To those working within the conveyancing sector, the recent statistics from the Legal Ombudsman regarding complaints are perhaps not surprising.
In our marketplace I don’t think we can shy away from the fact that 23% of all the complaints it received were about conveyancing, neither should we.
One of the reasons why we established the Conveyancing Association was to tackle some of the major stumbling blocks that come up during the conveyancing process and to move to a point where the introduction of, some simple common-sense measures, would do a great deal to cut down on the delays, communication issues, information gaps, etc, that often lead to client frustration and subsequent complaints.
All stakeholders within the conveyancing process – and let’s be honest there are a large number – have a role to play here and estate agents are not immune from this.
In fact, they have a central position and, by acting as the middle-man/woman between conveyancing firm and client(s), they can do a great deal to firstly, keep all parties informed, but also to manage expectations around when a completion might be possible.

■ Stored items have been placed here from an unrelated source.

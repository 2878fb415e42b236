//! External collaborator files: server address and backup list
//!
//! Two plain-text files drive the client: one holding a single `host:port`
//! line, one holding local paths to back up, one per line.

use std::fmt;
use std::fs;
use std::path::Path;

use crate::error::Error;

#[derive(Debug, Clone, PartialEq, Eq)]
pub struct ServerAddr {
    pub host: String,
    pub port: u16,
}

impl ServerAddr {
    /// Parse a `host:port` line. The last colon splits host from port, so
    /// bracketless IPv6 literals still work.
    pub fn parse(line: &str) -> Result<ServerAddr, Error> {
        let line = line.trim();
        let (host, port) = line
            .rsplit_once(':')
            .ok_or_else(|| Error::Config(format!("expected host:port, got {:?}", line)))?;
        if host.is_empty() {
            return Err(Error::Config(format!("missing host in {:?}", line)));
        }
        let port: u16 = port
            .parse()
            .map_err(|_| Error::Config(format!("bad port in {:?}", line)))?;
        if port == 0 {
            return Err(Error::Config(format!("port 0 is not usable in {:?}", line)));
        }
        Ok(ServerAddr { host: host.to_string(), port })
    }

    /// Load the address from the first line of `path`.
    pub fn load(path: &Path) -> Result<ServerAddr, Error> {
        let text = fs::read_to_string(path)
            .map_err(|e| Error::Config(format!("cannot read {}: {}", path.display(), e)))?;
        let line = text
            .lines()
            .next()
            .ok_or_else(|| Error::Config(format!("{} is empty", path.display())))?;
        ServerAddr::parse(line)
    }
}

impl fmt::Display for ServerAddr {
    fn fmt(&self, f: &mut fmt::Formatter<'_>) -> fmt::Result {
        write!(f, "{}:{}", self.host, self.port)
    }
}

/// Load the list of local paths to back up: one per line, blank lines and
/// surrounding whitespace ignored. An empty list is legal; callers that need
/// entries decide what that means.
pub fn load_backup_list(path: &Path) -> Result<Vec<String>, Error> {
    let text = fs::read_to_string(path)
        .map_err(|e| Error::Config(format!("cannot read {}: {}", path.display(), e)))?;
    Ok(text
        .lines()
        .map(str::trim)
        .filter(|line| !line.is_empty())
        .map(str::to_string)
        .collect())
}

Back in 2014 the Association published its Estate Agent Best Practice Guide which effectively focuses on the issue of communications and the way in which we can keep these channels open between both agent and conveyancer, and agent and client.
It’s a series of straightforward suggestions about how we might go about doing this, including the introduction of structured progress calls between conveyancer and agent, returned calls and emails, weekly updates on the progress of all transactions, predicted exchanges at the start of each month with progress updates as the month progresses, and some best practice guidance points that both sides can commit to.
This guidance plus the ongoing work we are conducting with agents, which includes online Progression Training about the conveyancing process, is really designed to get away from the old approach between agents and solicitors which could sometimes be rather contentious.
You would often hear tales of conveyancers completely ignoring the agent, not answering calls, with no commitment to keeping them in the loop. Certainly not appropriate in today’s world.
Members of the Association were keen to distance themselves from this type of relationship, recognising the role that agents can play with their clients in keeping their frustrations to a bare minimum. A regular and open-ended communication channel goes a long way to doing this – I think we all know that when it starts getting quiet on a case, the problems often begin.
The other important touch point for conveyancer and agent is around the chain itself and being able to pass information up and down that chain. This is especially helpful for longer chains where the bottom may get sorted very quickly, however the top doesn’t.
Again, it’s helping clients to understand that those at the top will need to go through the same process as they’ve been through, and therefore the likelihood of the process taking 10-12 weeks (perhaps a lot longer) is always there.
As an aside, getting away from the ‘on average cases take six to eight weeks to complete’ comments would be helpful – I think we all know (and most industry surveys confirm) that 10-12 weeks is much more likely.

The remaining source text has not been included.